You have to go to the doctor A LOT. They test you for everything, which was not a good match for my new-found hormonal-induced paranoia. Every week I lived in fear, fear that I had HPV, cervical cancer or a baby so genetically fucked that I might have to abort her. “What if I’m HIV+?” I said endlessly after receiving my first-ever HIV test. Jim would just roll his eyes at me and I would be mad at him for doubting the mere possibility of my HIV+ status.
Despite all my hatred of going to the doctor’s office, I did eventually become accustomed to trekking my ass in there every few weeks. But just when you think that all the testing has finally come to an end, and that your last month of appointments will only be about how horrible labor and delivery will be, they throw the fisting at you.
Let me explain. After every check-up, when making my next appointment, I would always request the rundown of what I could expect at the next visit. Basically I just wanted to know if someone would be looking at my naked vagina. I needed a week of stressing out to prepare for a vagina showing.

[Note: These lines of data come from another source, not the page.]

//! The prompt scheduler

use ovation_api::{
    now_ms, same_day, PromptStatus, PromptView, ResetScope, ResponseChoice, SuppressReason,
    Trigger,
};
use ovation_config::{threshold_or_disabled, PromptPolicy};
use ovation_host::{EnvironmentProbe, FetchedManifest, ManifestSource, ReviewSurface};
use ovation_store::StateStore;
use std::sync::{Arc, Mutex};
use std::time::Duration;
use tokio::sync::mpsc;
use tokio::task::JoinHandle;
use tracing::{debug, info, warn};

use crate::{branding, trigger, PromptError, PromptEvent, PromptResult, PromptState};

/// Outcome of one evaluation
#[derive(Debug, Clone, Copy, PartialEq, Eq)]
pub enum Decision {
    /// A trigger fired; `PromptDue` follows after the delay
    Show { trigger: Trigger, after: Duration },
    /// No prompt this time
    Suppress { reason: SuppressReason },
}

/// Decides when the rating prompt should appear and tracks the response.
///
/// All mutating operations take `&mut self`: one owner drives the prompt
/// lifecycle. Hosts with several entry points wrap the scheduler in an
/// `Arc<tokio::sync::Mutex<_>>`.
pub struct PromptScheduler {
    policy: PromptPolicy,
    state: PromptState,
    probe: Arc<dyn EnvironmentProbe>,
    manifest_source: Arc<dyn ManifestSource>,
    review: Arc<dyn ReviewSurface>,
    show_delay: Duration,
    /// Manifest fetch outcome, cached after the first attempt
    manifest: Option<Option<FetchedManifest>>,
    open: bool,
    pending_show: Option<JoinHandle<()>>,
    event_tx: mpsc::UnboundedSender<PromptEvent>,
    event_rx: Arc<Mutex<Option<mpsc::UnboundedReceiver<PromptEvent>>>>,
}

impl PromptScheduler {
    /// Create a new scheduler
    pub fn new(
        policy: PromptPolicy,
        store: Arc<dyn StateStore>,
        probe: Arc<dyn EnvironmentProbe>,
        manifest_source: Arc<dyn ManifestSource>,
        review: Arc<dyn ReviewSurface>,
    ) -> Self {
        let (tx, rx) = mpsc::unbounded_channel();

        info!(
            min_days = ?policy.min_days,
            min_launches = ?policy.min_launches,
            "Prompt scheduler initialized"
        );

        Self {
            show_delay: policy.show_delay,
            policy,
            state: PromptState::new(store),
            probe,
            manifest_source,
            review,
            manifest: None,
            open: false,
            pending_show: None,
            event_tx: tx,
            event_rx: Arc::new(Mutex::new(Some(rx))),
        }
    }

    /// Get the configured policy
    pub fn policy(&self) -> &PromptPolicy {
        &self.policy
    }

    /// Whether a prompt is currently open
    pub fn is_open(&self) -> bool {
        self.open
    }

    /// Current persisted status
    pub async fn status(&self) -> PromptResult<PromptStatus> {
        self.state.status().await
    }

    /// Take the event receiver
    pub fn subscribe(&self) -> mpsc::UnboundedReceiver<PromptEvent> {
        self.event_rx
            .lock()
            .unwrap()
            .take()
            .expect("subscribe() can only be called once")
    }

    /// Evaluate the trigger heuristics for a launch at `now` (epoch ms).
    ///
    /// The launch is recorded first (first-launch timestamp, launch counter)
    /// so counters advance even while the prompt is suppressed. On `Show`
    /// the delayed-show timer is armed, replacing any pending one.
    pub async fn evaluate(&mut self, now: i64) -> PromptResult<Decision> {
        let (first, count) = self.state.record_launch(now).await?;

        let status = self.state.status().await?;
        if status.is_resolved() {
            debug!(status = %status.as_str(), "Prompt suppressed");
            return Ok(Decision::Suppress {
                reason: SuppressReason::Resolved,
            });
        }

        if !self.probe.is_supported() {
            debug!("Prompt suppressed on unsupported platform");
            return Ok(Decision::Suppress {
                reason: SuppressReason::Unsupported,
            });
        }

        let min_days = effective_threshold(self.state.min_days().await?, self.policy.min_days);
        let min_launches =
            effective_threshold(self.state.min_launches().await?, self.policy.min_launches);
        if min_days.is_none() && min_launches.is_none() {
            debug!("Prompt suppressed with no thresholds configured");
            return Ok(Decision::Suppress {
                reason: SuppressReason::NoThresholds,
            });
        }

        if let Some(last) = self.state.last_opened().await?
            && same_day(last, now)
        {
            debug!("Prompt suppressed, already shown today");
            return Ok(Decision::Suppress {
                reason: SuppressReason::AlreadyShownToday,
            });
        }

        // Day trigger wins when both fire on the same launch
        if trigger::day_trigger(min_days, first, now) {
            return Ok(self.arm_show(Trigger::Days));
        }

        if trigger::launch_trigger(min_launches, count) {
            return Ok(self.arm_show(Trigger::Launches));
        }

        Ok(Decision::Suppress {
            reason: SuppressReason::ThresholdNotMet,
        })
    }

    /// Evaluate with the current wall-clock time.
    pub async fn evaluate_now(&mut self) -> PromptResult<Decision> {
        self.evaluate(now_ms()).await
    }

    /// Open the prompt at `now` (epoch ms).
    ///
    /// Re-checks every precondition, so a stale `PromptDue` degrades to an
    /// error the host can ignore. On success the open timestamp is persisted
    /// and the resolved branding is returned for rendering.
    pub async fn open(&mut self, now: i64) -> PromptResult<PromptView> {
        let status = self.state.status().await?;
        if status.is_resolved() {
            warn!(status = %status.as_str(), "Open refused, prompt already resolved");
            return Err(PromptError::AlreadyResolved);
        }

        if let Some(last) = self.state.last_opened().await?
            && same_day(last, now)
        {
            warn!("Open refused, prompt already shown today");
            return Err(PromptError::AlreadyShownToday);
        }

        if !self.probe.is_supported() {
            warn!("Open refused on unsupported platform");
            return Err(PromptError::Unsupported);
        }

        if self.policy.product_id.is_none() {
            debug!("Open refused, no product id configured");
            return Err(PromptError::MissingIdentifier);
        }

        let fetched = self.fetch_manifest_once().await;
        let branding = branding::resolve(&self.policy, fetched.as_ref());

        let Some(icon) = branding.icon else {
            debug!("Open refused, no icon available");
            return Err(PromptError::MissingIcon);
        };

        let view = PromptView {
            display_name: branding.display_name,
            icon,
            theme: branding.theme,
        };

        self.state.mark_opened(now).await?;
        self.open = true;

        info!("Prompt opened");
        let _ = self.event_tx.send(PromptEvent::PromptOpened {
            view: view.clone(),
        });

        Ok(view)
    }

    /// Record the user's response and close the prompt.
    ///
    /// `Accept` also navigates to the store review page; a navigation
    /// failure is logged and does not roll back the recorded status.
    pub async fn respond(&mut self, choice: ResponseChoice) -> PromptResult<()> {
        let status = choice.resulting_status();
        self.state.set_status(status).await?;

        if choice == ResponseChoice::Accept {
            match &self.policy.product_id {
                Some(product_id) => {
                    if let Err(err) = self.review.open_review(product_id).await {
                        warn!(error = %err, "Review page navigation failed");
                    }
                }
                None => warn!("Accepted without a product id, skipping review page"),
            }
        }

        self.open = false;

        info!(choice = ?choice, status = %status.as_str(), "Prompt closed");
        let _ = self.event_tx.send(PromptEvent::PromptClosed { choice });

        Ok(())
    }

    /// Clear persisted state for the given scope. Also aborts any pending
    /// delayed show, since its premises no longer hold.
    pub async fn reset(&mut self, scope: ResetScope) -> PromptResult<()> {
        if let Some(pending) = self.pending_show.take() {
            pending.abort();
        }

        self.state.clear(scope).await?;

        info!(scope = ?scope, "State reset");
        let _ = self.event_tx.send(PromptEvent::StateReset { scope });

        Ok(())
    }

    /// Persist a day-threshold override. `None` removes the override.
    pub async fn set_min_days(&mut self, value: Option<u32>) -> PromptResult<()> {
        self.state.set_min_days(value).await
    }

    /// Persist a launch-threshold override. `None` removes the override.
    pub async fn set_min_launches(&mut self, value: Option<u32>) -> PromptResult<()> {
        self.state.set_min_launches(value).await
    }

    /// Change the delay between a trigger and `PromptDue`. In-memory only.
    pub fn set_show_delay(&mut self, delay: Duration) {
        self.show_delay = delay;
    }

    /// Arm the delayed-show timer, replacing any pending one.
    fn arm_show(&mut self, trigger: Trigger) -> Decision {
        if let Some(pending) = self.pending_show.take() {
            pending.abort();
        }

        let delay = self.show_delay;
        let tx = self.event_tx.clone();
        self.pending_show = Some(tokio::spawn(async move {
            tokio::time::sleep(delay).await;
            let _ = tx.send(PromptEvent::PromptDue { trigger });
        }));

        info!(trigger = ?trigger, delay_ms = delay.as_millis() as u64, "Prompt trigger fired");

        Decision::Show {
            trigger,
            after: delay,
        }
    }

    /// Fetch the manifest on first use; the outcome (including failure) is
    /// cached for the lifetime of this scheduler.
    async fn fetch_manifest_once(&mut self) -> Option<FetchedManifest> {
        if self.manifest.is_none() {
            let outcome = match self.manifest_source.fetch(&self.policy.manifest_path).await {
                Ok(fetched) => {
                    debug!(url = %fetched.url, "Manifest resolved");
                    Some(fetched)
                }
                Err(err) => {
                    warn!(error = %err, path = %self.policy.manifest_path, "Manifest fetch failed");
                    None
                }
            };
            self.manifest = Some(outcome);
        }

        self.manifest.clone().flatten()
    }
}
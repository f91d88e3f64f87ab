//! SQLite-based store implementation

use async_trait::async_trait;
use rusqlite::{Connection, OptionalExtension, params};
use std::path::Path;
use std::sync::Mutex;
use tracing::{debug, warn};

use crate::{StateKey, StateStore, StateValue, StoreResult};

/// SQLite-backed store. Values are stored as JSON text so strings and
/// integers round-trip without a type column.
pub struct SqliteStore {
    conn: Mutex<Connection>,
}

impl SqliteStore {
    /// Open or create a store at the given path
    pub fn open(path: impl AsRef<Path>) -> StoreResult<Self> {
        let conn = Connection::open(path)?;
        let store = Self {
            conn: Mutex::new(conn),
        };
        store.init_schema()?;
        Ok(store)
    }

    /// Create an in-memory store (for testing)
    pub fn in_memory() -> StoreResult<Self> {
        let conn = Connection::open_in_memory()?;
        let store = Self {
            conn: Mutex::new(conn),
        };
        store.init_schema()?;
        Ok(store)
    }

    fn init_schema(&self) -> StoreResult<()> {
        let conn = self.conn.lock().unwrap();

        conn.execute_batch(
            r#"
            CREATE TABLE IF NOT EXISTS prompt_state (
                key TEXT PRIMARY KEY,
                value TEXT NOT NULL
            );
            "#,
        )?;

        debug!("Store schema initialized");
        Ok(())
    }

    pub fn is_healthy(&self) -> bool {
        match self.conn.lock() {
            Ok(conn) => conn.query_row("SELECT 1", [], |_| Ok(())).is_ok(),
            Err(_) => {
                warn!("Store lock poisoned");
                false
            }
        }
    }
}

#[async_trait]
impl StateStore for SqliteStore {
    async fn get(&self, key: StateKey) -> StoreResult<Option<StateValue>> {
        let conn = self.conn.lock().unwrap();

        let json: Option<String> = conn
            .query_row(
                "SELECT value FROM prompt_state WHERE key = ?",
                [key.as_str()],
                |row| row.get(0),
            )
            .optional()?;

        match json {
            Some(s) => {
                let value: StateValue = serde_json::from_str(&s)?;
                Ok(Some(value))
            }
            None => Ok(None),
        }
    }

    async fn set(&self, key: StateKey, value: StateValue) -> StoreResult<()> {
        let conn = self.conn.lock().unwrap();
        let json = serde_json::to_string(&value)?;

        conn.execute(
            r#"
            INSERT INTO prompt_state (key, value)
            VALUES (?, ?)
            ON CONFLICT(key)
            DO UPDATE SET value = excluded.value
            "#,
            params![key.as_str(), json],
        )?;

        debug!(key = %key, "State value set");
        Ok(())
    }

    async fn delete(&self, key: StateKey) -> StoreResult<()> {
        let conn = self.conn.lock().unwrap();
        conn.execute("DELETE FROM prompt_state WHERE key = ?", [key.as_str()])?;
        debug!(key = %key, "State value deleted");
        Ok(())
    }
}
//! Raw configuration schema (as parsed from TOML)

use serde::{Deserialize, Serialize};

/// Raw configuration as parsed from TOML
#[derive(Debug, Clone, Deserialize, Serialize)]
pub struct RawPromptConfig {
    /// Config schema version
    pub config_version: u32,

    /// Store product identifier for the review deep link
    #[serde(default)]
    pub product_id: Option<String>,

    /// Manifest resource path or URL
    #[serde(default = "default_manifest_path")]
    pub manifest_path: String,

    /// Explicit icon override (skips manifest icon lookup)
    #[serde(default)]
    pub icon: Option<String>,

    /// Explicit display name override
    #[serde(default)]
    pub display_name: Option<String>,

    /// If true, only a Windows 10 platform string counts as supported
    #[serde(default = "default_platform_restricted")]
    pub platform_restricted: bool,

    /// Day interval to re-trigger; 0 or absent disables
    #[serde(default)]
    pub min_days: Option<u32>,

    /// Launch-count interval to re-trigger; 0 or absent disables
    #[serde(default)]
    pub min_launches: Option<u32>,

    /// Delay between a trigger firing and the prompt-due event, in seconds
    #[serde(default = "default_show_delay_seconds")]
    pub show_delay_seconds: u64,
}

fn default_manifest_path() -> String {
    "manifest.webmanifest".to_string()
}

fn default_platform_restricted() -> bool {
    true
}

fn default_show_delay_seconds() -> u64 {
    10
}
//! Persisted prompt state for ovation
//!
//! Provides:
//! - The typed key/value vocabulary (`StateKey`, `StateValue`)
//! - The async `StateStore` contract (get/set/delete)
//! - An in-memory backend for tests and zero-setup embedding
//! - A SQLite backend for durable state
//! - Default on-disk location resolution

mod keys;
mod memory;
mod paths;
mod sqlite;
mod traits;

pub use keys::*;
pub use memory::*;
pub use paths::*;
pub use sqlite::*;
pub use traits::*;

use thiserror::Error;

/// Store errors
#[derive(Debug, Error)]
pub enum StoreError {
    #[error("Database error: {0}")]
    Database(String),

    #[error("Serialization error: {0}")]
    Serialization(String),

    #[error("IO error: {0}")]
    Io(#[from] std::io::Error),
}

impl From<rusqlite::Error> for StoreError {
    fn from(e: rusqlite::Error) -> Self {
        StoreError::Database(e.to_string())
    }
}

impl From<serde_json::Error> for StoreError {
    fn from(e: serde_json::Error) -> Self {
        StoreError::Serialization(e.to_string())
    }
}

pub type StoreResult<T> = Result<T, StoreError>;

But more importantly, I needed to bring my vagina refreshing kit, basically a Ziploc bag of baby powder and rosewater spray, which I would employ after peeing in my cup. Years of douche commercials have scarred me for life when it comes to owning a smelly vagina. It is my life’s goal to never be embarrassed by vagina odor.
In fact, one of my proudest moments ever was testing negative for Group B staph bacteria on my anus/vagina opening. Over 75 percent of pregnant women test positive for this. I was one of the elite few clean pregnant anuses in the world.
So the nurse rattled off the list of all the various poking and prodding I was to expect at my next exam.
“Blah blah blah blah and then the doctor will also be checking your cervix.”
“Excuse me?” I said.
“She’ll be checking your cervix.” I put two and two together fast.
“She’s gonna fist me?” I said loudly, and if I’m being honest, intentionally, for comic effect. I was sort of the funny patient, so I felt obligated to keep the hilarity rolling at all times.
Jim shook his head in shame. I just glared at him. The nurses think I’m hilarious, Jim. I laughed and laughed as I exited, but inside I was an emotional wreck. It’s hard being the sad clown!
In my defense, my only knowledge of fisting was a friend’s story about how she caught gonorrhea after a particularly rambunctious fisting session. But what are you going to do? Apparently they haven’t come up with a more high-tech way to check how ripe and spongy your cervix is.
Fun Fact: your cervical dilation is measured in fingers, like an old-timey drink pour! So, yeah I got fisted, many, many times in fact. Let me just add that there’s nothing more humbling than apologizing to a woman with her forearm inside of you for gushing what seems like a gallon of amniotic fluid all over her.
So no, pregnancy is not for me. But getting a lovable babe at the end of it all makes the fisting, the acid reflux and the mainline snaking bills all worth it. In fact, it is so worth it that I am currently suffering through it all over again and let me just say -- it ain’t easier the second time around!
In addition to getting a new baby, I am also getting a new addition to the ‘Things I hate about pregnancy’ list: pregnancy-related skin tags! So while you’ve probably been enjoying a nice day of non-pregnancy-related activity, I’ve spent my day online, researching home-remedies for removing all my newly formed skin tags.
I’ve narrowed it down to either burning them off with oregano oil or cutting off their circulation with dental floss until they die and fall off. For some reason, either of these options are preferable to letting another living human being have a gander at them, even if that person is a medical professional. It’s almost cute that I still I have any modesty left at all.